### WHAT TO DO
Copy each line of the material in which the word "entities" appears.

### RECORDS SHOWN

====================

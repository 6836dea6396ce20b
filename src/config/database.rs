//! Database configuration module for medtrace.
//!
//! This module handles the `SQLite` connection and table creation using `SeaORM`.
//! Tables are generated from the entity definitions with
//! `Schema::create_table_from_entity`, so the schema always matches the Rust
//! structs. Constraints that span several columns (the one-row-per-holder-and-batch
//! rule of the inventory ledger) are added here as indexes.

use crate::entities::{
    Batch, Inventory, Invoice, Medicine, Movement, Order, OrderItem, Party, Recall, SalesRecord,
    Shipment, ShipmentItem, Unit, UnitTransfer, inventory, movement,
};
use crate::errors::Result;
use sea_orm::{
    ConnectionTrait, Database, DatabaseConnection, EntityTrait, Schema, sea_query::Index,
};
use std::path::Path;
use tracing::{debug, info};

const DEFAULT_DATABASE_URL: &str = "sqlite://data/medtrace.sqlite?mode=rwc";

/// Gets the database URL from the `DATABASE_URL` environment variable, or the
/// default local `SQLite` file if it is not set.
#[must_use]
pub fn get_database_url() -> String {
    std::env::var("DATABASE_URL").unwrap_or_else(|_| DEFAULT_DATABASE_URL.to_string())
}

/// Establishes a connection to the database named by [`get_database_url`].
///
/// For file-backed `SQLite` URLs the parent directory is created first.
pub async fn create_connection() -> Result<DatabaseConnection> {
    let database_url = get_database_url();
    ensure_sqlite_dir(&database_url)?;
    info!("Connecting to {}", database_url);

    Database::connect(&database_url).await.map_err(Into::into)
}

fn ensure_sqlite_dir(database_url: &str) -> Result<()> {
    let Some(path) = database_url.strip_prefix("sqlite://") else {
        return Ok(());
    };
    let path = path.split('?').next().unwrap_or_default();
    if let Some(parent) = Path::new(path).parent() {
        if !parent.as_os_str().is_empty() {
            std::fs::create_dir_all(parent)?;
        }
    }
    Ok(())
}

async fn create_table<C, E>(db: &C, schema: &Schema, entity: E) -> Result<()>
where
    C: ConnectionTrait,
    E: EntityTrait,
{
    let builder = db.get_database_backend();
    let mut table = schema.create_table_from_entity(entity);
    table.if_not_exists();
    db.execute(builder.build(&table)).await?;
    debug!("Ensured table {}", entity.table_name());
    Ok(())
}

/// Creates all tables and indexes if they do not exist yet.
///
/// Parent tables are created before the tables that reference them.
pub async fn create_tables<C>(db: &C) -> Result<()>
where
    C: ConnectionTrait,
{
    let builder = db.get_database_backend();
    let schema = Schema::new(builder);

    create_table(db, &schema, Party).await?;
    create_table(db, &schema, Medicine).await?;
    create_table(db, &schema, Batch).await?;
    create_table(db, &schema, Unit).await?;
    create_table(db, &schema, UnitTransfer).await?;
    create_table(db, &schema, Inventory).await?;
    create_table(db, &schema, Movement).await?;
    create_table(db, &schema, Recall).await?;
    create_table(db, &schema, Order).await?;
    create_table(db, &schema, OrderItem).await?;
    create_table(db, &schema, Shipment).await?;
    create_table(db, &schema, ShipmentItem).await?;
    create_table(db, &schema, SalesRecord).await?;
    create_table(db, &schema, Invoice).await?;

    let inventory_holder_batch = Index::create()
        .name("idx_inventory_holder_batch")
        .table(Inventory)
        .col(inventory::Column::HolderId)
        .col(inventory::Column::BatchId)
        .unique()
        .if_not_exists()
        .to_owned();
    db.execute(builder.build(&inventory_holder_batch)).await?;

    let movement_parent_lookup = Index::create()
        .name("idx_movements_batch_receiver")
        .table(Movement)
        .col(movement::Column::BatchId)
        .col(movement::Column::ReceiverId)
        .if_not_exists()
        .to_owned();
    db.execute(builder.build(&movement_parent_lookup)).await?;

    Ok(())
}
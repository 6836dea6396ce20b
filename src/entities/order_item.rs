//! Order item entity - One batch line on an order.

use sea_orm::entity::prelude::*;
use serde::{Deserialize, Serialize};

/// Order item database model
#[derive(Clone, Debug, PartialEq, DeriveEntityModel, Serialize, Deserialize)]
#[sea_orm(table_name = "order_items")]
pub struct Model {
    /// Unique identifier for the item
    #[sea_orm(primary_key)]
    pub id: i64,
    /// Order the item belongs to
    pub order_id: i64,
    /// Batch ordered
    pub batch_id: i64,
    /// Strips ordered
    pub quantity: i64,
    /// Batch price per strip at the time the order was placed
    pub unit_price: f64,
}

/// Relationships of an order item
#[derive(Copy, Clone, Debug, EnumIter, DeriveRelation)]
pub enum Relation {
    #[sea_orm(
        belongs_to = "super::order::Entity",
        from = "Column::OrderId",
        to = "super::order::Column::Id"
    )]
    /// Each item belongs to one order
    Order,
}

impl Related<super::order::Entity> for Entity {
    fn to() -> RelationDef {
        Relation::Order.def()
    }
}

impl ActiveModelBehavior for ActiveModel {}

====================

### TASK ANSWER
use crate::entities::{
filename src/entities/order_item.rs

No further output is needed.